During these sessions, turn off all distractions (slack, IM, emails, etc). 

2. Dive-in

Identify the 3-5 important initiatives you want to see succeed. This might be your top-level OKRs, priority projects from using the Eisenhower Matrix or any method to distinguish between urgent and important tasks.

Schedule a 90-minute block for diving into the work. This is not about getting a status update from the team but engaging with them. On agenda can be reviewing KPIs, assumptions, models, demos, impediments, customer feedback, and anything else driving decisions.

3. Dependency squash

As a leader, your output is the sum of the output of your teams. When they are stuck, you are stuck. Being available to make a quick decision or solve a problem you cannot delegate but blocks someone in your team is crucial. Block whole sections of your calendar as “office hours”. Invite people to connect with you for a quick chat (slack, call). A 5-minute conversation can cut hours of waiting.

When demand is low, use the free time to engage in a "gemba walk" to observe and understand your team's work firsthand. Ask if someone has a few minutes for a sync, or join meetings unannounced. Listen. Ask what pain points exist and what you can do to help.

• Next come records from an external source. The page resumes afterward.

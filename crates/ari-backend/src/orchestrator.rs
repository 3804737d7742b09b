//! Generation orchestrator
//!
//! Manages calls to the external backend: read-through deduplication,
//! bounded retries with exponential backoff, per-attempt deadlines, and
//! per-fingerprint coalescing so the same request is never in flight twice.

use crate::backend::{BackendError, GenerationBackend};
use crate::request::{GenerationRequest, GenerationResult};
use ari_panel::Fingerprint;
use dashmap::DashMap;
use moka::future::Cache;
use std::sync::atomic::{AtomicU64, Ordering};
use std::sync::Arc;
use std::time::Duration;
use tokio::sync::Mutex;

/// Orchestrator tuning knobs
#[derive(Debug, Clone)]
pub struct OrchestratorConfig {
    /// Maximum attempts per request (first try included)
    pub max_attempts: u32,
    /// Initial backoff between attempts
    pub base_backoff: Duration,
    /// Backoff ceiling
    pub max_backoff: Duration,
    /// Deadline per attempt; expiry counts as a transient failure
    pub attempt_timeout: Duration,
    /// Dedup cache capacity (results)
    pub cache_capacity: u64,
}

impl OrchestratorConfig {
    /// Create default configuration
    #[inline]
    #[must_use]
    pub fn new() -> Self {
        Self::default()
    }

    /// With attempt limit
    #[inline]
    #[must_use]
    pub fn with_max_attempts(mut self, max: u32) -> Self {
        self.max_attempts = max;
        self
    }

    /// With per-attempt deadline
    #[inline]
    #[must_use]
    pub fn with_attempt_timeout(mut self, timeout: Duration) -> Self {
        self.attempt_timeout = timeout;
        self
    }

    /// With initial backoff
    #[inline]
    #[must_use]
    pub fn with_base_backoff(mut self, backoff: Duration) -> Self {
        self.base_backoff = backoff;
        self
    }
}

impl Default for OrchestratorConfig {
    fn default() -> Self {
        Self {
            max_attempts: 3,
            base_backoff: Duration::from_millis(250),
            max_backoff: Duration::from_secs(5),
            attempt_timeout: Duration::from_secs(30),
            cache_capacity: 10_000,
        }
    }
}

/// Terminal generation failure surfaced to the pipeline
#[derive(Debug, Clone, thiserror::Error)]
pub enum GenerationError {
    /// Transient failures exhausted the attempt budget
    #[error("generation failed after {attempts} attempts: {last}")]
    Failed {
        /// Attempts made
        attempts: u32,
        /// Last transient failure observed
        last: BackendError,
    },

    /// Backend rejected the request (content policy or malformed) — no retry
    #[error("generation rejected: {reason}")]
    Rejected {
        /// Backend-reported reason
        reason: String,
    },
}
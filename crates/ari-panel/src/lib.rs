//! ARI Panel Model
//!
//! Typed metadata for canonical therapy-course panels and the content
//! fingerprinting used to deduplicate generation requests.
//!
//! # Core Concepts
//!
//! - [`PanelMetadata`]: immutable upstream record of a panel's locked and
//!   adaptable attributes
//! - [`CharacterSlot`]: one character position with locked pose/emotion and
//!   adaptable demographics
//! - [`LockedRegion`]: diagram/text content that must never be regenerated
//! - [`Fingerprint`]: 32-byte Blake3 hash for request deduplication
//!
//! # Example
//!
//! ```rust,ignore
//! use ari_panel::{PanelMetadata, PanelCategory, SceneDescription};
//!
//! let panel = PanelMetadata::new(
//!     "INS_L1_P2_03".parse()?,
//!     PanelCategory::DialogueDomestic,
//!     SceneDescription::new("Leo and Ali discuss his sleep", "bedroom", "warm", "concerned"),
//! );
//! panel.validate()?;
//! ```

#![warn(unreachable_pub)]
#![allow(missing_docs)]

// Core modules
mod fingerprint;
mod id;
mod metadata;

// Re-exports
pub use fingerprint::{Fingerprint, FingerprintError};
pub use id::{IdError, PanelId, PolicyId};
pub use metadata::{
    AgeBand, CharacterRole, CharacterSlot, Demographics, EmotionBand, EthnicityPresentation,
    GenderPresentation, InvalidMetadata, LockedRegion, LockedRegionKind, PanelCategory,
    PanelMetadata, SceneDescription, SpatialSlot,
};

/// Version of this crate
pub const VERSION: &str = env!("CARGO_PKG_VERSION");
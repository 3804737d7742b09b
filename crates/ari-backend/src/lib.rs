//! ARI Generation Backend
//!
//! The request/response contract with the external image-generation
//! capability, and the orchestrator that manages calls to it.
//!
//! # Core Concepts
//!
//! - [`GenerationRequest`] / [`GenerationResult`]: the opaque wire contract
//! - [`GenerationBackend`]: async seam implemented by real backends
//! - [`GenerationOrchestrator`]: dedup, bounded retries, per-attempt
//!   deadlines, and per-fingerprint coalescing
//!
//! # Invariant
//!
//! At most one backend call is in flight per fingerprint at any time;
//! concurrent submitters coalesce and read the shared result.

#![warn(unreachable_pub)]
#![allow(missing_docs)]

// Core modules
mod backend;
mod orchestrator;
mod request;

// Re-exports
pub use backend::{BackendError, GenerationBackend};
pub use orchestrator::{
    GenerationError, GenerationOrchestrator, OrchestratorConfig, OrchestratorStats,
};
pub use request::{
    ArtifactRef, ConditioningMode, ConditioningParams, EchoedParams, GenerationRequest,
    GenerationResult,
};

/// Version of this crate
pub const VERSION: &str = env!("CARGO_PKG_VERSION");
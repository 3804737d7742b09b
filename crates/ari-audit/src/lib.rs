//! ARI Audit
//!
//! Append-only, hash-chained audit trail for every pipeline stage.
//!
//! # Core Concepts
//!
//! - [`AuditRecord`]: (panel, policy, attempt, stage) + opaque JSON params,
//!   sha-256 chained to the previous record
//! - [`AuditLog`]: thread-safe append-only log; the pipeline's sole history
//! - [`AuditSink`] / [`JsonlSink`]: durable write-through, reloadable with
//!   chain verification for resume
//!
//! # Invariant
//!
//! Any tamper, removal, or reorder of records breaks chain verification.

#![warn(unreachable_pub)]
#![allow(missing_docs)]

// Core modules
mod log;
mod record;
mod sink;

// Re-exports
pub use log::{verify_chain, AuditError, AuditLog};
pub use record::{AuditRecord, PipelineStage};
pub use sink::{load_jsonl, AuditSink, JsonlSink};

/// Version of this crate
pub const VERSION: &str = env!("CARGO_PKG_VERSION");
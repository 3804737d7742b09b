//! Prompt compilation
//!
//! Deterministic translation of a [`TransformationSpec`] into a
//! [`GenerationRequest`]: same spec and model in, byte-identical prompts
//! and fingerprint out. Character blocks render in spatial order so the
//! left/right composition of the source survives in the prompt text.

use crate::spec::TransformationSpec;
use ari_backend::{ConditioningMode, ConditioningParams, GenerationRequest};
use ari_panel::{Fingerprint, FingerprintError, PanelCategory};
use std::fmt::Write as _;

/// House style block prepended to every positive prompt
pub const STYLE_PROMPT: &str = "flat illustration style, soft muted color palette, clean line art, \
     calm therapeutic educational comic, simple uncluttered backgrounds, \
     consistent character design";

/// Base exclusions appended to every negative prompt
pub const NEGATIVE_PROMPT: &str = "photorealistic, 3d render, photograph, blurry, low quality, \
     distorted faces, extra limbs, violence, gore, nsfw, weapons, blood, \
     medical emergency, self-harm, disturbing imagery, scary, horror";

/// Denoise working range for character regeneration
const DENOISE_MIN: f64 = 0.30;
const DENOISE_MAX: f64 = 0.45;

/// Prompt compilation failure
#[derive(Debug, thiserror::Error)]
pub enum PromptError {
    /// Spec could not be serialized for fingerprinting
    #[error("fingerprint error: {0}")]
    Fingerprint(#[from] FingerprintError),
}

/// Conditioning parameters appropriate for a panel category
///
/// Diagram panels get tight edge conditioning with minimal denoise;
/// dialogue panels get pose conditioning with room for demographic change.
#[must_use]
pub fn conditioning_for(category: PanelCategory) -> (ConditioningMode, f64, f64) {
    if category.has_diagram() {
        (ConditioningMode::Canny, 0.9, 0.30)
    } else if category.is_dialogue() {
        (ConditioningMode::Openpose, 0.75, 0.45)
    } else {
        (ConditioningMode::Lineart, 0.8, 0.40)
    }
}

/// Compiles transformation specs into backend generation requests
#[derive(Debug, Clone)]
pub struct PromptBuilder {
    model_id: String,
}

impl PromptBuilder {
    /// Create a prompt builder targeting the given model
    #[must_use]
    pub fn new(model_id: impl Into<String>) -> Self {
        Self {
            model_id: model_id.into(),
        }
    }

    /// Target model identifier
    #[inline]
    #[must_use]
    pub fn model_id(&self) -> &str {
        &self.model_id
    }

    /// Compile one spec into a generation request
    ///
    /// # Errors
    /// Returns [`PromptError::Fingerprint`] if the spec cannot be serialized
    pub fn build(&self, spec: &TransformationSpec) -> Result<GenerationRequest, PromptError> {
        let fingerprint =
            Fingerprint::for_generation(spec.panel(), spec.policy(), spec, &self.model_id)?;
        let (mode, strength, denoise) = conditioning_for(spec.locked().category());

        let request = GenerationRequest {
            fingerprint,
            positive_prompt: self.positive_prompt(spec),
            negative_prompt: self.negative_prompt(spec),
            conditioning: ConditioningParams {
                mode,
                reference_panel: spec.panel().clone(),
                strength,
                denoise: denoise.clamp(DENOISE_MIN, DENOISE_MAX),
            },
            model_id: self.model_id.clone(),
        };

        tracing::debug!(
            panel = %spec.panel(),
            policy = %spec.policy(),
            fingerprint = %fingerprint.short(),
            mode = mode.as_str(),
            "compiled generation request"
        );

        Ok(request)
    }

    fn positive_prompt(&self, spec: &TransformationSpec) -> String {
        let scene = spec.locked().scene();
        let mut prompt = String::with_capacity(1024);
        prompt.push_str(STYLE_PROMPT);

        let _ = write!(
            prompt,
            "\n\nClinical therapy illustration depicting: {}\nSetting: {}\nLighting: {}\nMood: {}",
            scene.description, scene.setting, scene.lighting, scene.mood
        );

        for slot in spec.slots_in_spatial_order() {
            let demo = slot.demographics();
            let _ = write!(
                prompt,
                "\n\n{name}: {gender}, {age}, {skin} skin tone, {features}, \
                 expression showing {emotion} ({expression}), {pose}, \
                 wearing {clothing}, positioned {position}",
                name = slot.name(),
                gender = demo.gender.as_str(),
                age = demo.age.as_str(),
                skin = demo.ethnicity.skin_tone,
                features = demo.ethnicity.features,
                emotion = slot.emotion().as_str(),
                expression = slot.expression(),
                pose = slot.pose(),
                clothing = slot.clothing(),
                position = slot.slot().as_str(),
            );
            if slot.is_speaking() {
                prompt.push_str(", speaking");
            }
        }

        let regions = spec.locked().regions();
        if !regions.is_empty() {
            prompt.push_str("\n\nMust include unchanged:");
            for region in regions {
                let _ = write!(prompt, "\n- {}", region.description);
            }
        }

        prompt
    }

    fn negative_prompt(&self, spec: &TransformationSpec) -> String {
        let mut prompt = String::from(NEGATIVE_PROMPT);
        let category = spec.locked().category();

        if category.has_diagram() {
            prompt.push_str(", altered diagram content, modified text, illegible labels");
        }
        if category.is_dialogue() {
            prompt.push_str(", swapped character positions, merged characters");
        }
        if spec.gender_axis_active() {
            prompt.push_str(
                ", masculine features on female character, feminine features on male character",
            );
        }

        prompt
    }
}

Implementation and evolution

Aim to have a system to manage your time. You don’t have to copy mine. Keep it simple. Share it with others. Encourage others to do the same. This cultural norm will change you and your organization.

Block your calendar for designated hours, including lunch, end-of-day cutoff, deep solo work, collaborative work, and open hours. Stick to it.

Evaluate your setup on a regular basis. Adjust the framework before changing your calendar. 

Pro-tip: delete all meetings once a year. And rebuild from scratch.

Workspace setup

I work mostly from home. I’m set up with 3 computer screens to match my time management.

Central screen (laptop): One app open for single-tasking. For deep work, this is usually a browser for research and writing thoughts down (Google Doc / Sheet).

Left screen: asynchronous apps (calendar, email, task manager). I check them on a regular basis, but not so often.

Right screen: Synchronous apps (slack, IM, zoom). Open mostly during office hours.  

Takeaway

By recognizing the signs of a chaotic calendar, understanding the demands on your time, and implementing a strict time management system, you will regain control of your schedule, enhance productivity for both you and your team, and improve your work-life balance.